Being comfortable with your doctor is important regardless of whether you are an LGBT youth or not. But having to deal with issues of same sex (perhaps asking for testing or advice) or asking for referrals regarding transgender issues can be tricky.
It is still implied that by telling your doctor why you are at their office and who you are, that they have consent to disclose this information at their discretion to help you. (For example, sharing symptoms with another doctor if they need a second opinion, or sending your throat swab to the laboratory for analysis.) You also can ask to see your medical records. However, doctors do have the right to not disclose all of their notes to you if they feel it will protect you or others. If you feel you are not being shown everything that you should be able to see, you can contact the provincial medical association for help.
If you go to the same GP as your family, your doctor still needs to respect and honour your privacy. If you are over the age of consent (14) your doctor does not have the right to give your medical information to your parents/guardian without your explicit consent. If you are under 14, your doctor can tell your parents without your consent. The best idea is to find your own GP if you are discussing matters with your GP that you would not want your parents/guardians to know. For most people, this is during their teens, or when they become sexually active.
If you are uncomfortable with your doctor, you have the right to ask to be seen by a different doctor. You can also ask for a nurse to be in the your room with you while the doctor examines you. This extends to philosophical comfort as well; if you do not see eye-to-eye with your doctor, you can ask to see another. This is especially relevant when a specialist is seeing you after a referral from your GP. You can always go back to your GP and ask for a different referral.
Coming out to a doctor is never fun, but hopefully it goes smoothly. They are well informed, educated, and continue treating you respectfully : Great! If that does not happen, you might want to consider finding another doctor.
Sometimes doctors don’t know everything, don’t have the answers we’re looking for.
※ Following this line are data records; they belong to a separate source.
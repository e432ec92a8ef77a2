//! common imports for binaries & libs
pub use crate::{
    anyhow::{self, Context, Result},
    async_trait,
    tokio::{self, task::JoinHandle},
    tokio_util::sync::CancellationToken,
    tracing::{debug, error, info, instrument, trace, warn},
};
//! Requests we send and the replies we read back.
use std::fmt::Write;

use crate::{
    error::{NetconfError, NetconfResult},
    xml::{escape, Element},
};

pub const BASE_NS: &str = "urn:ietf:params:xml:ns:netconf:base:1.0";
pub const NETWORK_NS: &str = "urn:ietf:params:xml:ns:yang:ietf-network";
pub const TOPOLOGY_NS: &str = "urn:ietf:params:xml:ns:yang:ietf-network-topology";
pub const L2_TOPOLOGY_NS: &str = "urn:ietf:params:xml:ns:yang:ietf-l2-topology";
pub const VFABRIC_L2_NS: &str = "urn:kaloom:faas:vfabric-l2-topology";
pub const VFABRIC_NS: &str = "urn:kaloom:faas:virtual-fabric";

/// capabilities advertised in our hello
pub const CLIENT_CAPABILITIES: [&str; 6] = [
    "urn:ietf:params:netconf:base:1.0",
    "urn:ietf:params:netconf:capability:writable-running:1.0",
    "urn:ietf:params:netconf:capability:candidate:1.0",
    "urn:ietf:params:netconf:capability:confirmed-commit:1.0",
    "urn:ietf:params:netconf:capability:startup:1.0",
    "urn:ietf:params:netconf:capability:rollback-on-error:1.0",
];

pub fn client_hello() -> String {
    let mut out = format!(r#"<?xml version="1.0" encoding="UTF-8"?><hello xmlns="{BASE_NS}"><capabilities>"#);
    for cap in CLIENT_CAPABILITIES {
        let _ = write!(out, "<capability>{cap}</capability>");
    }
    out.push_str("</capabilities></hello>");
    out
}

/// what the server tells us in its hello
#[derive(Debug, Clone, PartialEq, Eq)]
pub struct ServerHello {
    pub session_id: String,
    pub capabilities: Vec<String>,
}

impl ServerHello {
    pub fn parse(frame: &str) -> NetconfResult<Self> {
        let root = Element::parse(frame)?;
        if root.name != "hello" {
            return Err(NetconfError::Handshake(format!(
                "expected hello, got <{}>",
                root.name
            )));
        }
        let session_id = root
            .child_text("session-id")
            .filter(|s| !s.is_empty())
            .ok_or_else(|| NetconfError::Handshake("server hello has no session-id".into()))?
            .to_owned();
        let capabilities = root
            .descendants("capability")
            .into_iter()
            .map(|c| c.text().to_owned())
            .collect();
        Ok(Self {
            session_id,
            capabilities,
        })
    }
}

/// edit-config operation attribute
#[derive(Debug, Clone, Copy, PartialEq, Eq)]
pub enum Operation {
    Create,
    Merge,
    Remove,
}

impl Operation {
    pub fn as_str(&self) -> &'static str {
        match self {
            Operation::Create => "create",
            Operation::Merge => "merge",
            Operation::Remove => "remove",
        }
    }

    /// the attribute as written on an element, with the `a` prefix bound to
    /// the base namespace
    pub fn attr(&self) -> String {
        format!(r#"xmlns:a="{BASE_NS}" a:operation="{}""#, self.as_str())
    }
}

/// A request body. `label` names the operation in logs and metrics.
#[derive(Debug, Clone, PartialEq, Eq)]
pub enum Request {
    Get { label: &'static str, filter: String },
    EditConfig { label: &'static str, config: String },
}

impl Request {
    /// `<get>` with a subtree filter
    pub fn get(label: &'static str, filter: impl Into<String>) -> Self {
        Request::Get {
            label,
            filter: filter.into(),
        }
    }

    /// `<edit-config>` on the running datastore
    pub fn edit_config(label: &'static str, config: impl Into<String>) -> Self {
        Request::EditConfig {
            label,
            config: config.into(),
        }
    }

    pub fn label(&self) -> &'static str {
        match self {
            Request::Get { label, .. } | Request::EditConfig { label, .. } => label,
        }
    }

    /// wraps the body in an `<rpc>` carrying `message_id`
    pub fn render(&self, message_id: u64) -> String {
        let body = match self {
            Request::Get { filter, .. } => format!(
                r#"<get><filter xmlns:ns0="{BASE_NS}" ns0:type="subtree">{filter}</filter></get>"#
            ),
            Request::EditConfig { config, .. } => format!(
                "<edit-config><target><running/></target><default-operation>none</default-operation><config>{config}</config></edit-config>"
            ),
        };
        let id = escape(&message_id.to_string()).into_owned();
        format!(r#"<?xml version="1.0" encoding="UTF-8"?><rpc message-id="{id}" xmlns="{BASE_NS}">{body}</rpc>"#)
    }
}

/// A parsed `<rpc-reply>`.
#[derive(Debug, Clone)]
pub struct RpcReply {
    pub message_id: Option<u64>,
    pub root: Element,
}

impl RpcReply {
    pub fn parse(frame: &str) -> NetconfResult<Self> {
        let root = Element::parse(frame)?;
        if root.name != "rpc-reply" {
            return Err(NetconfError::UnexpectedReply(format!(
                "expected rpc-reply, got <{}>",
                root.name
            )));
        }
        let message_id = root.attr("message-id").and_then(|id| id.parse().ok());
        Ok(Self { message_id, root })
    }

    /// the first `rpc-error` as a [`NetconfError::Protocol`]
    pub fn error(&self) -> Option<NetconfError> {
        let err = self.root.find("rpc-error")?;
        let tag = err.child_text("error-tag").unwrap_or_default().to_owned();
        let message = err
            .child_text("error-message")
            .or_else(|| err.child_text("error-info"))
            .unwrap_or_default()
            .to_owned();
        Some(NetconfError::Protocol { tag, message })
    }

    pub fn is_ok(&self) -> bool {
        self.root.child("ok").is_some()
    }

    /// `<data>`, present on replies to `<get>`
    pub fn data(&self) -> Option<&Element> {
        self.root.child("data")
    }

    /// reply must be `<ok/>`
    pub fn expect_ok(self) -> NetconfResult<()> {
        if let Some(err) = self.error() {
            return Err(err);
        }
        if self.is_ok() {
            Ok(())
        } else {
            Err(NetconfError::UnexpectedReply(
                "reply has neither ok nor rpc-error".into(),
            ))
        }
    }

    /// reply must carry `<data>`; an empty result comes back as an empty element
    pub fn into_data(self) -> NetconfResult<Element> {
        if let Some(err) = self.error() {
            return Err(err);
        }
        let Self { root, .. } = self;
        root.children
            .into_iter()
            .find(|c| c.name == "data")
            .ok_or_else(|| NetconfError::UnexpectedReply("reply has no data".into()))
    }
}
//! process configs

pub mod cli {
    //! Parse from either cli or env var

    /// Default external api
    pub static DEFAULT_EXTERNAL_API: &str = "[::]:3333";
    /// tokio worker thread name
    pub static DEFAULT_THREAD_NAME: &str = "fabricd-worker";
    /// the default path to config
    pub static DEFAULT_CONFIG_PATH: &str = "/etc/fabricd/config.yaml";
    /// default database file path
    pub const DEFAULT_DATABASE_URL: &str = "/var/lib/fabricd/fabric.db";
    /// default instance id
    pub const DEFAULT_INSTANCE_ID: &str = "fabricd";
    /// default log level. Can use this argument or FABRIC_LOG env var
    pub const DEFAULT_FABRIC_LOG: &str = "info";

    use std::{net::SocketAddr, path::PathBuf};

    pub use clap::Parser;

    #[derive(Parser, Debug, Clone, PartialEq, Eq)]
    #[clap(author, name = "fabricd", bin_name = "fabricd", about, long_about = None)]
    /// parses from cli & environment var. fabricd will load `.env` in the same dir as the binary as well
    pub struct Config {
        /// path to the service config
        #[clap(
            short,
            long,
            value_parser,
            env,
            default_value = DEFAULT_CONFIG_PATH
        )]
        pub config_path: PathBuf,
        /// the address to serve the http api on
        #[clap(long, env, value_parser, default_value = DEFAULT_EXTERNAL_API)]
        pub external_api: SocketAddr,
        /// Worker thread name
        #[clap(long, env, value_parser, default_value = DEFAULT_THREAD_NAME)]
        pub thread_name: String,
        /// number of worker threads, defaults to the number of logical CPUs
        #[clap(long, env, value_parser)]
        pub threads: Option<usize>,
        /// ID of this instance, only used for logging
        #[clap(long, env, value_parser, default_value = DEFAULT_INSTANCE_ID)]
        pub instance_id: String,
        /// set the log level. All valid RUST_LOG arguments are accepted
        #[clap(long, env, value_parser, default_value = DEFAULT_FABRIC_LOG)]
        pub fabric_log: String,
        /// Path to the database use "sqlite::memory:" for in mem db ex. "em.db"
        /// NOTE: the database is shared by every agent process on the controller
        #[clap(short, long, env, value_parser, default_value = DEFAULT_DATABASE_URL)]
        pub database_url: String,
    }

}

pub mod trace {
    //! tracing configuration
    use anyhow::Result;
    use tracing_subscriber::{
        filter::EnvFilter,
        fmt::{
            self,
            format::{Format, PrettyFields},
        },
        prelude::__tracing_subscriber_SubscriberExt,
        util::SubscriberInitExt,
    };

    use std::str;

    use crate::env::parse_var_with_err;

    /// log as "json", "pretty" or "standard" (unstructured)
    static DEFAULT_LOG_FORMAT: &str = "standard";

    /// Configuration for the tracing subscriber
    #[derive(Debug)]
    pub struct Config {
        /// formatting to apply to logs
        pub log_frmt: String,
    }

    impl Config {
        /// Install the global subscriber
        pub fn parse(fabric_log: &str) -> Result<Self> {
            let log_frmt: String = parse_var_with_err("LOG_FORMAT", DEFAULT_LOG_FORMAT)?;

            // Log level comes from FABRIC_LOG
            let filter = EnvFilter::try_new(fabric_log)
                .or_else(|_| EnvFilter::try_new("info"))?
                .add_directive("hyper=off".parse()?)
                .add_directive("russh=warn".parse()?);

            match &log_frmt[..] {
                "json" => {
                    tracing_subscriber::registry()
                        .with(filter)
                        .with(fmt::layer().json())
                        .init();
                }
                "pretty" => {
                    tracing_subscriber::registry()
                        .with(filter)
                        .with(
                            fmt::layer()
                                .event_format(
                                    Format::default().pretty().with_source_location(false),
                                )
                                .fmt_fields(PrettyFields::new()),
                        )
                        .init();
                }
                _ => {
                    tracing_subscriber::registry()
                        .with(filter)
                        .with(fmt::layer())
                        .init();
                }
            }

            Ok(Self { log_frmt })
        }
    }
}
Sometimes we take on an educating role with our doctors, especially if we are their only/first queer/trans patient. Teach them well! There are resources available to doctors, some of which are listed below.
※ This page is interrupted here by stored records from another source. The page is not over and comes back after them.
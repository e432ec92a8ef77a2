use std::{
    ops::RangeInclusive,
    path::{Path, PathBuf},
    time::Duration,
};

use anyhow::{Context, Result, bail};
use tracing::debug;

pub mod wire;

/// service config
#[derive(Debug, Clone, PartialEq, Eq)]
pub struct FabricConfig {
    controller: Controller,
    network_prefix: String,
    vlan_range: RangeInclusive<u16>,
    lock: LockPolicy,
    reconcile: ReconcilePolicy,
    path: Option<PathBuf>,
}

/// where and how to reach the fabric controller
#[derive(Debug, Clone, PartialEq, Eq)]
pub struct Controller {
    pub host: String,
    pub port: u16,
    pub username: String,
    pub credentials: Credentials,
    pub request_timeout: Duration,
    pub connect_timeout: Duration,
    pub keepalive: Duration,
    pub read_timeout: Duration,
}

/// the primary credential is tried first, the fallback only if the
/// primary is absent, unreadable or rejected
#[derive(Clone, PartialEq, Eq)]
pub struct Credentials {
    pub private_key_file: Option<PathBuf>,
    pub password: Option<String>,
}

impl std::fmt::Debug for Credentials {
    fn fmt(&self, f: &mut std::fmt::Formatter<'_>) -> std::fmt::Result {
        f.debug_struct("Credentials")
            .field("private_key_file", &self.private_key_file)
            .field("password", &self.password.as_ref().map(|_| "<redacted>"))
            .finish()
    }
}

#[derive(Debug, Clone, Copy, PartialEq, Eq)]
pub struct LockPolicy {
    pub attempts: u32,
    pub retry_interval: Duration,
}

#[derive(Debug, Clone, Copy, PartialEq, Eq)]
pub struct ReconcilePolicy {
    pub interval: Duration,
    pub creating_timeout: Duration,
    pub deleting_timeout: Duration,
}

impl Default for LockPolicy {
    fn default() -> Self {
        wire::Lock::default().into()
    }
}

impl Default for ReconcilePolicy {
    fn default() -> Self {
        wire::Reconcile::default().into()
    }
}

impl From<wire::Lock> for LockPolicy {
    fn from(lock: wire::Lock) -> Self {
        Self {
            attempts: lock.attempts,
            retry_interval: lock.retry_interval,
        }
    }
}

impl From<wire::Reconcile> for ReconcilePolicy {
    fn from(r: wire::Reconcile) -> Self {
        Self {
            interval: r.interval,
            creating_timeout: r.creating_timeout,
            deleting_timeout: r.deleting_timeout,
        }
    }
}

impl TryFrom<wire::Controller> for Controller {
    type Error = anyhow::Error;

    fn try_from(c: wire::Controller) -> Result<Self> {
        if c.host.trim().is_empty() {
            bail!("controller host cannot be empty");
        }
        if c.request_timeout.is_zero() || c.connect_timeout.is_zero() || c.read_timeout.is_zero()
        {
            bail!("controller timeouts must be non-zero");
        }
        // an empty key path means "no key", the same as leaving it out
        let private_key_file = c
            .private_key_file
            .filter(|p| !p.trim().is_empty())
            .map(PathBuf::from);
        if private_key_file.is_none() && c.password.is_none() {
            bail!("controller needs a private_key_file or a password");
        }
        Ok(Self {
            keepalive: c.keepalive.unwrap_or(c.request_timeout),
            host: c.host,
            port: c.port,
            username: c.username,
            credentials: Credentials {
                private_key_file,
                password: c.password,
            },
            request_timeout: c.request_timeout,
            connect_timeout: c.connect_timeout,
            read_timeout: c.read_timeout,
        })
    }
}

impl TryFrom<wire::Config> for FabricConfig {
    type Error = anyhow::Error;

    fn try_from(cfg: wire::Config) -> Result<Self> {
        let wire::VlanRange { start, end } = cfg.vlan_range;
        if start == 0 || end > wire::MAX_VLAN_ID || start > end {
            bail!("vlan_range {start}..={end} must be within 1..={}", wire::MAX_VLAN_ID);
        }
        if cfg.lock.attempts == 0 {
            bail!("lock attempts must be at least 1");
        }
        if cfg.reconcile.interval.is_zero() {
            bail!("reconcile interval must be non-zero");
        }
        if cfg.network_prefix.is_empty() {
            bail!("network_prefix cannot be empty");
        }
        Ok(Self {
            controller: cfg.controller.try_into()?,
            network_prefix: cfg.network_prefix,
            vlan_range: start..=end,
            lock: cfg.lock.into(),
            reconcile: cfg.reconcile.into(),
            path: None,
        })
    }
}

impl FabricConfig {
    /// attempts to decode the config first as JSON, then YAML, finally erroring if neither work
    pub fn parse<P: AsRef<Path>>(path: P) -> Result<Self> {
        let path = path.as_ref();
        let s = std::fs::read_to_string(path)
            .with_context(|| format!("failed to find config at {}", &path.display()))?;
        let mut config = Self::parse_str(s)?;
        config.path = Some(path.to_path_buf());
        Ok(config)
    }

    /// attempts to decode the config first as JSON, then YAML, finally erroring if neither work
    pub fn parse_str<S: AsRef<str>>(s: S) -> Result<Self> {
        let s = s.as_ref();
        let wire: wire::Config = match serde_json::from_str(s) {
            Ok(cfg) => cfg,
            Err(json_err) => serde_yaml::from_str(s).with_context(|| {
                format!("config is neither valid JSON ({json_err}) nor valid YAML")
            })?,
        };
        let config = Self::try_from(wire)?;
        debug!(?config);
        Ok(config)
    }

    pub fn controller(&self) -> &Controller {
        &self.controller
    }

    pub fn network_prefix(&self) -> &str {
        &self.network_prefix
    }

    pub fn vlan_range(&self) -> RangeInclusive<u16> {
        self.vlan_range.clone()
    }

    pub fn lock(&self) -> LockPolicy {
        self.lock
    }

    pub fn reconcile(&self) -> ReconcilePolicy {
        self.reconcile
    }

    pub fn path(&self) -> Option<&Path> {
        self.path.as_deref()
    }
}

#[cfg(test)]
mod tests {
    use super::*;

    #[test]
    fn test_parse_yaml() {
        let cfg = FabricConfig::parse_str(
            r#"
controller:
  host: 10.0.0.1
  password: secret
  request_timeout: 30s
vlan_range: { start: 100, end: 200 }
"#,
        )
        .unwrap();
        assert_eq!(cfg.controller().host, "10.0.0.1");
        assert_eq!(cfg.controller().port, 31831);
        // keepalive follows the request timeout when unset
        assert_eq!(cfg.controller().keepalive, Duration::from_secs(30));
        assert_eq!(cfg.vlan_range(), 100..=200);
        assert_eq!(cfg.lock(), LockPolicy::default());
        assert!(cfg.path().is_none());
    }

    #[test]
    fn test_parse_json() {
        let cfg = FabricConfig::parse_str(
            r#"{"controller": {"private_key_file": "/tmp/id_rsa", "keepalive": "5s"}}"#,
        )
        .unwrap();
        let creds = &cfg.controller().credentials;
        assert_eq!(creds.private_key_file, Some(PathBuf::from("/tmp/id_rsa")));
        assert!(creds.password.is_none());
        assert_eq!(cfg.controller().keepalive, Duration::from_secs(5));
        assert_eq!(cfg.vlan_range(), 2..=4094);
    }

    #[test]
    fn test_missing_credentials() {
        let err = FabricConfig::parse_str("controller: { private_key_file: '' }").unwrap_err();
        assert!(err.to_string().contains("private_key_file or a password"));
    }

    #[test]
    fn test_bad_vlan_range() {
        for range in ["{ start: 0, end: 10 }", "{ start: 10, end: 5000 }", "{ start: 20, end: 10 }"] {
            let s = format!("controller: {{ password: a }}\nvlan_range: {range}");
            assert!(FabricConfig::parse_str(s).is_err(), "{range} should be rejected");
        }
    }

    #[test]
    fn test_password_redacted() {
        let cfg = FabricConfig::parse_str("controller: { password: hunter2 }").unwrap();
        let dbg = format!("{cfg:?}");
        assert!(!dbg.contains("hunter2"));
    }
}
There are easy precautions that you can take to help ensure that you don’t get STIs (sexually transmitted infections). Use a condom or latex glove during anal and vaginal penetration. Use water-based lubes with latex condoms and gloves (the water-based lubes will not cause the latex to deteriorate). During oral sex, don’t get semen, blood or vaginal fluid in your mouth, since there is a risk of picking up some STIs that way. Using a condom or dental dam prevents spreading STIs from oral sex. It is also advisable not to perform oral sex within two hours of flossing or brushing your teeth, since these activities could cause cuts in the gums, providing entry points for the infections. Sex toys can pass on parasites, hepatitis A, HIV and a number of other STIs, so put condoms on your toys.
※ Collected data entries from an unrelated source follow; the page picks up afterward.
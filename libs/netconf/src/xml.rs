//! Just enough of an xml tree to read replies. Names are local names,
//! namespace prefixes and `xmlns` bindings are dropped.
use quick_xml::{
    events::{BytesStart, Event},
    Reader,
};

use crate::error::{NetconfError, NetconfResult};

pub use quick_xml::escape::escape;

#[derive(Debug, Clone, Default, PartialEq, Eq)]
pub struct Element {
    pub name: String,
    pub attrs: Vec<(String, String)>,
    pub text: String,
    pub children: Vec<Element>,
}

fn xml_err(err: impl std::fmt::Display) -> NetconfError {
    NetconfError::Xml(err.to_string())
}

impl Element {
    pub fn parse(s: &str) -> NetconfResult<Element> {
        let mut reader = Reader::from_str(s);
        reader.config_mut().trim_text(true);

        let mut stack: Vec<Element> = Vec::new();
        let mut root = None;
        loop {
            match reader.read_event().map_err(xml_err)? {
                Event::Start(start) => stack.push(Element::from_start(&start)?),
                Event::Empty(start) => {
                    let el = Element::from_start(&start)?;
                    attach(&mut stack, &mut root, el)?;
                }
                Event::Text(text) => {
                    if let Some(top) = stack.last_mut() {
                        top.text.push_str(&text.unescape().map_err(xml_err)?);
                    }
                }
                Event::CData(data) => {
                    if let Some(top) = stack.last_mut() {
                        top.text
                            .push_str(&String::from_utf8_lossy(&data.into_inner()));
                    }
                }
                Event::End(_) => {
                    let el = stack
                        .pop()
                        .ok_or_else(|| NetconfError::Xml("unbalanced end tag".into()))?;
                    attach(&mut stack, &mut root, el)?;
                }
                Event::Eof => break,
                _ => {}
            }
        }
        if !stack.is_empty() {
            return Err(NetconfError::Xml("unclosed element".into()));
        }
        root.ok_or_else(|| NetconfError::Xml("empty document".into()))
    }

    fn from_start(start: &BytesStart<'_>) -> NetconfResult<Element> {
        let name = String::from_utf8_lossy(start.local_name().as_ref()).into_owned();
        let mut attrs = Vec::new();
        for attr in start.attributes() {
            let attr = attr.map_err(xml_err)?;
            if attr.key.as_namespace_binding().is_some() {
                continue;
            }
            let key = String::from_utf8_lossy(attr.key.local_name().as_ref()).into_owned();
            let value = attr.unescape_value().map_err(xml_err)?.into_owned();
            attrs.push((key, value));
        }
        Ok(Element {
            name,
            attrs,
            ..Default::default()
        })
    }

    pub fn attr(&self, name: &str) -> Option<&str> {
        self.attrs
            .iter()
            .find(|(k, _)| k == name)
            .map(|(_, v)| v.as_str())
    }

    pub fn text(&self) -> &str {
        self.text.trim()
    }

    /// first direct child named `name`
    pub fn child(&self, name: &str) -> Option<&Element> {
        self.children.iter().find(|c| c.name == name)
    }

    pub fn children_named<'a>(&'a self, name: &'a str) -> impl Iterator<Item = &'a Element> {
        self.children.iter().filter(move |c| c.name == name)
    }

    pub fn child_text(&self, name: &str) -> Option<&str> {
        self.child(name).map(Element::text)
    }

    /// every element below this one named `name`, depth first
    pub fn descendants(&self, name: &str) -> Vec<&Element> {
        let mut found = Vec::new();
        self.collect(name, &mut found);
        found
    }

    fn collect<'a>(&'a self, name: &str, found: &mut Vec<&'a Element>) {
        for c in &self.children {
            if c.name == name {
                found.push(c);
            }
            c.collect(name, found);
        }
    }

    /// first element below this one named `name`
    pub fn find(&self, name: &str) -> Option<&Element> {
        self.children
            .iter()
            .find_map(|c| if c.name == name { Some(c) } else { c.find(name) })
    }
}

fn attach(
    stack: &mut [Element],
    root: &mut Option<Element>,
    el: Element,
) -> NetconfResult<()> {
    match stack.last_mut() {
        Some(parent) => parent.children.push(el),
        None if root.is_none() => *root = Some(el),
        None => return Err(NetconfError::Xml("more than one root element".into())),
    }
    Ok(())
}

/// Reads an attribute off the root element without parsing the rest of the
/// document. Used by the receive loop to route a frame.
pub fn root_attr(doc: &str, name: &str) -> Option<String> {
    let mut reader = Reader::from_str(doc);
    reader.config_mut().trim_text(true);
    loop {
        match reader.read_event().ok()? {
            Event::Start(start) | Event::Empty(start) => {
                return start
                    .attributes()
                    .flatten()
                    .find(|a| a.key.local_name().as_ref() == name.as_bytes())
                    .and_then(|a| a.unescape_value().ok())
                    .map(|v| v.into_owned());
            }
            Event::Eof => return None,
            _ => {}
        }
    }
}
And get tested, regularly, if you are at risk, or if you and your partner want to have sex without a condom. Don’t assume you or your partner(s) are STI negative just because you feel healthy! (Many STIs do not have any noticeable symptoms.)
If you are trans, and are wanting to transition, talk to your GP and/or contact the Gender Identity Clinic at the Montreal General Hospital. They can educate your GP, explain the transition process to you, let you know what is, and is not, covered by healthcare, and much more!
If you plan on taking hormones without your doctor’s help, please think carefully and still consider contacting the local resources and support at the very least; get some blood work done and make sure you are healthy. Because there is no standard dosage of hormones, you can easily create negative side effects. These include liver and heart problems, cholesterol and blood sugar problems, acne, mood swings, etc.
Adapted from an article I wrote for Youthquest! in 2003, with their permission.